Rock climbing is fun, exciting and has become of the most popular adventure sports in recent times. It gives every adventurer the perfect combination of fitness, excitement, and adrenaline. There are different types of rock climbing, such as bouldering or top roping and others. Bouldering is a challenging rock climbing style and is a great start to climbing because it is lower to the ground and can be done socially. 

Bouldering requires the climber to climb on outcroppings or boulders and generally remain about ten feet above the ground. Being equipped with the right gear while bouldering or while doing any type of rock climbing will ensure an added level of safety and fun. You don’t need a lot of gear while bouldering. Bouldering can be done with just three essential pieces gear- chalk bag, rock shoes, chalk, and sometimes crashing pads. However, it is a good idea to keep other gear handy just in case you may want to use them. 

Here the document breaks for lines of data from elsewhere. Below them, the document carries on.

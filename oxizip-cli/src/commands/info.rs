//! Info command implementation.

use serde::Serialize;
use std::fs;
use std::path::Path;

/// Fields of a two-byte zlib stream header.
#[derive(Debug, Clone, PartialEq, Eq, Serialize)]
pub struct ZlibHeader {
    pub method: u8,
    pub window_size: u32,
    pub level: &'static str,
    pub preset_dictionary: bool,
    pub check_ok: bool,
}

impl ZlibHeader {
    /// Parse the CMF and FLG bytes at the start of `data`.
    pub fn parse(data: &[u8]) -> Option<Self> {
        let (&cmf, &flg) = (data.first()?, data.get(1)?);
        let cinfo = u32::from(cmf >> 4);

        Some(Self {
            method: cmf & 0x0F,
            window_size: 1u32.checked_shl(cinfo + 8).unwrap_or(0),
            level: match flg >> 6 {
                0 => "fastest",
                1 => "fast",
                2 => "default",
                _ => "maximum",
            },
            preset_dictionary: flg & 0x20 != 0,
            check_ok: (u16::from(cmf) * 256 + u16::from(flg)) % 31 == 0,
        })
    }

    /// Whether the header describes a stream a zlib decoder would accept.
    pub fn is_valid(&self) -> bool {
        self.method == 8 && self.window_size <= 32 * 1024 && self.check_ok
    }
}

#[derive(Serialize)]
struct Report<'a> {
    file: String,
    compressed_size: usize,
    valid: bool,
    #[serde(flatten)]
    header: &'a ZlibHeader,
}

pub fn cmd_info(file: &Path, json: bool) -> Result<(), Box<dyn std::error::Error>> {
    let data = fs::read(file)?;
    let header = ZlibHeader::parse(&data)
        .ok_or_else(|| format!("{}: too short for a zlib header", file.display()))?;

    if json {
        let report = Report {
            file: file.display().to_string(),
            compressed_size: data.len(),
            valid: header.is_valid(),
            header: &header,
        };
        println!("{}", serde_json::to_string_pretty(&report)?);
        return Ok(());
    }

    println!("Stream Information");
    println!("==================");
    println!("File: {}", file.display());
    println!("Compressed size: {} bytes", data.len());
    println!();
    println!("zlib Header:");
    println!(
        "  Method: {}{}",
        header.method,
        if header.method == 8 { " (deflate)" } else { "" }
    );
    println!("  Window: {} bytes", header.window_size);
    println!("  Level: {}", header.level);
    println!(
        "  Preset dictionary: {}",
        if header.preset_dictionary { "yes" } else { "no" }
    );
    println!(
        "  Header check: {}",
        if header.check_ok { "OK" } else { "FAILED" }
    );
    if !header.is_valid() {
        println!();
        println!("Not a valid zlib stream.");
    }

    Ok(())
}
//! Inflate command implementation.

use crate::utils::{ratio, strip_suffix};
use oxizip_core::OxiZipError;
use oxizip_flate::inflate;
use std::fs;
use std::path::Path;
use tracing::{info, warn};

pub fn cmd_inflate(
    file: &Path,
    size: usize,
    output: Option<&Path>,
) -> Result<(), Box<dyn std::error::Error>> {
    let compressed = fs::read(file)?;
    let mut plain = vec![0u8; size];
    if let Err(e) = inflate(&mut plain, &compressed) {
        if let OxiZipError::UnexpectedEndOfStream { produced, .. } = &e {
            warn!(size, produced = *produced, "stream length differs from --size");
        }
        return Err(e.into());
    }

    let target = output.map_or_else(|| strip_suffix(file, ".zz", ".out"), Path::to_path_buf);
    fs::write(&target, &plain)?;

    info!(
        input = %file.display(),
        output = %target.display(),
        compressed = compressed.len(),
        size,
        "inflated"
    );
    println!(
        "{} -> {} ({} -> {} bytes, {})",
        file.display(),
        target.display(),
        compressed.len(),
        size,
        ratio(size, compressed.len())
    );
    Ok(())
}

There are multiple pieces of equipment that you need for rock climbing but compiled below is a list of the most essential gear. Gaining knowledge through this rock-climbing buying guide will help you pick the best of the lot. Read on to know more about what to buy.

Climbing Shoes

Your first purchase from your rock climbing gear list should be a pair of good rock climbing shoes. Without wearing specialized shoes, you will find it difficult to leave the ground and complete your climb. You can either go ahead and purchase one or rent from your gym and give it a try first. There is a myriad of climbing shoe designs, each best suited for a specific type of climbing.  Selecting the perfect shoes can be critical because these are the only items that will actually help you climb the route. Given below are important factors to consider when buying one. 

Types of Bouldering Shoes

  • Neutral shoes

Neutral shoes are comfort-driven and allow your foot to lie flat on the ground, just like casual shoes. These shoes do not compress your feet, thus giving you extra comfort, but not enough power when you have to climb those steep routes. 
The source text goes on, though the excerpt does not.